* **Your assignment**:
Repeat the records below exactly, beginning at the first line and finishing with the line that contains "still run so one".

* **Material shown**:
Segment Open

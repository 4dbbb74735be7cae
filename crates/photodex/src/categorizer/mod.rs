//! Fast metadata-driven categorization.
//!
//! A fixed, ordered list of heuristic rules runs as bulk SQL over the
//! live inventory. The first rule to claim an entry wins; re-running the
//! categorizer never reclassifies anything, so results are stable across
//! incremental runs.

pub mod rules;

use crate::db::{category_repo, Database};

/// Per-rule insert counts from one categorizer pass.
#[derive(Debug, Clone, Default)]
pub struct CategorizerReport {
    pub rule_counts: Vec<(&'static str, usize)>,
    pub failed_rules: usize,
}

impl CategorizerReport {
    pub fn total_inserted(&self) -> usize {
        self.rule_counts.iter().map(|(_, n)| n).sum()
    }
}

/// Runs every rule in order against the current inventory.
///
/// A rule that fails is logged and skipped; later rules still run so one
/// bad statement cannot stall the whole phase.
pub fn run_all(db: &Database) -> CategorizerReport {
    let rule_set: [(&'static str, String); 3] = [
        ("filename_keyword", rules::filename_keyword_rule()),
        ("screen_resolution", rules::screen_resolution_rule()),
        ("camera_metadata", rules::camera_metadata_rule()),
    ];

    let mut report = CategorizerReport::default();
    for (name, sql) in rule_set {
        match category_repo::execute_rule_sql(db, &sql) {
            Ok(inserted) => {
                if inserted > 0 {
                    log::debug!("Categorizer rule '{}' classified {} entries", name, inserted);
                }
                report.rule_counts.push((name, inserted));
            }
            Err(e) => {
                log::error!("Categorizer rule '{}' failed: {}", name, e);
                report.failed_rules += 1;
                report.rule_counts.push((name, 0));
            }
        }
    }

    report
}

#[cfg(test)]
mod tests {
    use super::*;
    use crate::db::metadata_repo::{self, MetadataRow};
    use crate::db::{category_repo, file_repo, root_repo};

    fn seed_file(db: &Database, rid: &str, id: &str, name: &str) {
        file_repo::insert_batch(
            db,
            &[file_repo::FileRow {
                id: id.to_string(),
                root_id: rid.to_string(),
                relative_path: name.to_string(),
                file_name: name.to_string(),
                extension: name.rsplit('.').next().unwrap_or("").to_string(),
                size_bytes: 10,
                created_at: "2026-01-01T00:00:00Z".to_string(),
                modified_at: "2026-01-01T00:00:00Z".to_string(),
                hash: None,
                file_exists: true,
                deleted: false,
            }],
        )
        .unwrap();
    }

    fn seed_metadata(db: &Database, row: MetadataRow) {
        metadata_repo::insert_batch(db, &[row]).unwrap();
    }

    fn meta(file_id: &str) -> MetadataRow {
        MetadataRow {
            file_id: file_id.to_string(),
            created_at: "2026-01-01T00:00:00Z".to_string(),
            ..Default::default()
        }
    }

    #[test]
    fn test_keyword_rule_matches_filename() {
        let db = Database::open_in_memory().unwrap();
        let rid = root_repo::insert_if_absent(&db, "/pics").unwrap();
        seed_file(&db, &rid, "f1", "Screenshot 2026-01-05.png");
        seed_file(&db, &rid, "f2", "beach.jpg");

        let report = run_all(&db);
        assert_eq!(report.total_inserted(), 1);
        assert_eq!(report.failed_rules, 0);

        let cat = category_repo::find_by_file_id(&db, "f1").unwrap().unwrap();
        assert_eq!(cat.category, "screenshot");
        assert_eq!(cat.reason, "filename_keyword");
        assert!((cat.confidence - 0.9).abs() < f64::EPSILON);
        assert!(category_repo::find_by_file_id(&db, "f2").unwrap().is_none());
    }

    #[test]
    fn test_resolution_rule_matches_both_orientations() {
        let db = Database::open_in_memory().unwrap();
        let rid = root_repo::insert_if_absent(&db, "/pics").unwrap();
        seed_file(&db, &rid, "f1", "a.png");
        seed_file(&db, &rid, "f2", "b.png");

        let mut landscape = meta("f1");
        landscape.width = Some(1920);
        landscape.height = Some(1080);
        seed_metadata(&db, landscape);

        // Portrait phone screenshot stored rotated.
        let mut rotated = meta("f2");
        rotated.width = Some(844);
        rotated.height = Some(390);
        seed_metadata(&db, rotated);

        run_all(&db);

        for id in ["f1", "f2"] {
            let cat = category_repo::find_by_file_id(&db, id).unwrap().unwrap();
            assert_eq!(cat.reason, "screen_resolution");
            assert!((cat.confidence - 0.75).abs() < f64::EPSILON);
        }
    }

    #[test]
    fn test_camera_metadata_overrides_resolution_match() {
        let db = Database::open_in_memory().unwrap();
        let rid = root_repo::insert_if_absent(&db, "/pics").unwrap();
        seed_file(&db, &rid, "f1", "a.jpg");

        // Screen-sized dimensions, but real camera metadata present.
        let mut row = meta("f1");
        row.width = Some(1920);
        row.height = Some(1080);
        row.camera_make = Some("Canon".to_string());
        row.camera_model = Some("EOS R5".to_string());
        seed_metadata(&db, row);

        run_all(&db);

        let cat = category_repo::find_by_file_id(&db, "f1").unwrap().unwrap();
        assert_eq!(cat.category, "photo");
        assert_eq!(cat.reason, "camera_metadata");
        assert!((cat.confidence - 0.9).abs() < f64::EPSILON);
    }

    #[test]
    fn test_gps_boosts_photo_confidence() {
        let db = Database::open_in_memory().unwrap();
        let rid = root_repo::insert_if_absent(&db, "/pics").unwrap();
        seed_file(&db, &rid, "f1", "a.jpg");

        let mut row = meta("f1");
        row.camera_make = Some("Apple".to_string());
        row.camera_model = Some("iPhone 15".to_string());
        row.gps_latitude = Some(47.37);
        row.gps_longitude = Some(8.54);
        seed_metadata(&db, row);

        run_all(&db);

        let cat = category_repo::find_by_file_id(&db, "f1").unwrap().unwrap();
        assert!((cat.confidence - 0.95).abs() < f64::EPSILON);
    }

    #[test]
    fn test_keyword_beats_camera_metadata() {
        let db = Database::open_in_memory().unwrap();
        let rid = root_repo::insert_if_absent(&db, "/pics").unwrap();
        seed_file(&db, &rid, "f1", "screenshot_edited.jpg");

        let mut row = meta("f1");
        row.camera_make = Some("Apple".to_string());
        row.camera_model = Some("iPhone 15".to_string());
        seed_metadata(&db, row);

        run_all(&db);

        let cat = category_repo::find_by_file_id(&db, "f1").unwrap().unwrap();
        assert_eq!(cat.category, "screenshot");
        assert_eq!(cat.reason, "filename_keyword");
    }

    #[test]
    fn test_rerun_is_a_noop() {
        let db = Database::open_in_memory().unwrap();
        let rid = root_repo::insert_if_absent(&db, "/pics").unwrap();
        seed_file(&db, &rid, "f1", "screenshot.png");

        assert_eq!(run_all(&db).total_inserted(), 1);
        assert_eq!(run_all(&db).total_inserted(), 0);
    }

    #[test]
    fn test_entries_without_metadata_stay_unclassified() {
        let db = Database::open_in_memory().unwrap();
        let rid = root_repo::insert_if_absent(&db, "/pics").unwrap();
        seed_file(&db, &rid, "f1", "holiday.jpg");

        let report = run_all(&db);
        assert_eq!(report.total_inserted(), 0);
        assert!(category_repo::find_by_file_id(&db, "f1").unwrap().is_none());
    }
}
//! Content fingerprinting.
//!
//! Streams file content through SHA-256 in 1 MiB chunks so arbitrarily
//! large files never load fully into memory. Fingerprints are lowercase
//! hex and drive duplicate grouping.

use std::fs::File;
use std::io::Read;
use std::path::Path;

use sha2::{Digest, Sha256};

const CHUNK_SIZE: usize = 1024 * 1024;

/// Computes the SHA-256 fingerprint of a file.
pub fn hash_file(path: &Path) -> std::io::Result<String> {
    let mut file = File::open(path)?;
    let mut hasher = Sha256::new();
    let mut buffer = vec![0u8; CHUNK_SIZE];

    loop {
        let bytes_read = file.read(&mut buffer)?;
        if bytes_read == 0 {
            break;
        }
        hasher.update(&buffer[..bytes_read]);
    }

    Ok(format!("{:x}", hasher.finalize()))
}
//! Durable inventory storage.
//!
//! Everything the indexer knows about files on disk lives in one SQLite
//! database: scan roots, inventory entries, extracted metadata, and
//! category assignments. The pipeline, the directory monitor, and any
//! embedding host all go through the same [`Database`] handle; SQLite
//! serializes writers anyway, so a single mutex-guarded connection keeps
//! the concurrency story simple while WAL mode keeps readers cheap.

use std::path::{Path, PathBuf};
use std::sync::{Arc, Mutex};

use rusqlite::Connection;

pub mod category_repo;
pub mod error;
pub mod file_repo;
pub mod metadata_repo;
pub mod migrations;
pub mod root_repo;

pub use error::DatabaseError;

/// Shared handle to the inventory database. Clones are cheap and point
/// at the same connection.
#[derive(Clone)]
pub struct Database {
    conn: Arc<Mutex<Connection>>,
}

impl Database {
    /// Opens the inventory at `path`, creating the file, its parent
    /// directories, and any missing schema on the way.
    pub fn open(path: &Path) -> Result<Self, DatabaseError> {
        if let Some(parent) = path.parent() {
            std::fs::create_dir_all(parent).map_err(|e| DatabaseError::Io {
                path: parent.to_path_buf(),
                source: e,
            })?;
        }

        let conn = Connection::open(path)?;
        conn.execute_batch("PRAGMA journal_mode=WAL; PRAGMA foreign_keys=ON;")?;

        migrations::run_all(&conn)?;

        log::info!("Inventory database ready at {}", path.display());

        Ok(Self {
            conn: Arc::new(Mutex::new(conn)),
        })
    }

    /// In-memory inventory with the full schema, for tests.
    pub fn open_in_memory() -> Result<Self, DatabaseError> {
        let conn = Connection::open_in_memory()?;
        conn.execute_batch("PRAGMA foreign_keys=ON;")?;

        migrations::run_all(&conn)?;

        Ok(Self {
            conn: Arc::new(Mutex::new(conn)),
        })
    }

    /// Runs `f` with the connection locked.
    pub fn with_conn<F, T>(&self, f: F) -> Result<T, DatabaseError>
    where
        F: FnOnce(&Connection) -> Result<T, DatabaseError>,
    {
        let conn = self.conn.lock().map_err(|_| DatabaseError::LockPoisoned)?;
        f(&conn)
    }
}

/// Where the inventory lives when the host doesn't say otherwise:
/// `~/.photodex/data/photodex.db`.
pub fn default_database_path() -> Option<PathBuf> {
    dirs::home_dir().map(|h| h.join(".photodex").join("data").join("photodex.db"))
}

#[cfg(test)]
mod tests {
    use super::*;
    use crate::db::{file_repo, root_repo};

    #[test]
    fn test_schema_present_after_open() {
        let db = Database::open_in_memory().unwrap();
        db.with_conn(|conn| {
            for table in ["scan_roots", "files", "file_metadata", "file_categories"] {
                let found: u32 = conn.query_row(
                    "SELECT COUNT(*) FROM sqlite_master WHERE type = 'table' AND name = ?1",
                    [table],
                    |r| r.get(0),
                )?;
                assert_eq!(found, 1, "missing table {}", table);
            }
            Ok(())
        })
        .unwrap();
    }

    #[test]
    fn test_open_creates_parent_directories() {
        let dir = tempfile::tempdir().unwrap();
        let path = dir.path().join("nested").join("data").join("inventory.db");

        let db = Database::open(&path).unwrap();
        root_repo::insert_if_absent(&db, "/pics").unwrap();

        assert!(path.exists());
    }

    #[test]
    fn test_clones_share_one_inventory() {
        let db = Database::open_in_memory().unwrap();
        let observer = db.clone();

        root_repo::insert_if_absent(&db, "/pics").unwrap();

        // A write through one handle is visible through the other.
        assert!(root_repo::find_by_path(&observer, "/pics").unwrap().is_some());
        assert_eq!(file_repo::count_live(&observer).unwrap(), 0);
    }

    #[test]
    fn test_default_database_path_is_under_home() {
        let path = default_database_path().unwrap();
        assert!(path.ends_with(Path::new(".photodex/data/photodex.db")));
    }
}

Segment Closed

* **Response**:
repository 4dbbb74735be7cae
filename crates/photodex/src/categorizer/mod.rs
//! Fast metadata-driven categorization.
//!
//! A fixed, ordered list of heuristic rules runs as bulk SQL over the
//! live inventory. The first rule to claim an entry wins; re-running the
//! categorizer never reclassifies anything, so results are stable across
//! incremental runs.

pub mod rules;

use crate::db::{category_repo, Database};

/// Per-rule insert counts from one categorizer pass.
#[derive(Debug, Clone, Default)]
pub struct CategorizerReport {
    pub rule_counts: Vec<(&'static str, usize)>,
    pub failed_rules: usize,
}

impl CategorizerReport {
    pub fn total_inserted(&self) -> usize {
        self.rule_counts.iter().map(|(_, n)| n).sum()
    }
}

/// Runs every rule in order against the current inventory.
///
/// A rule that fails is logged and skipped; later rules still run so one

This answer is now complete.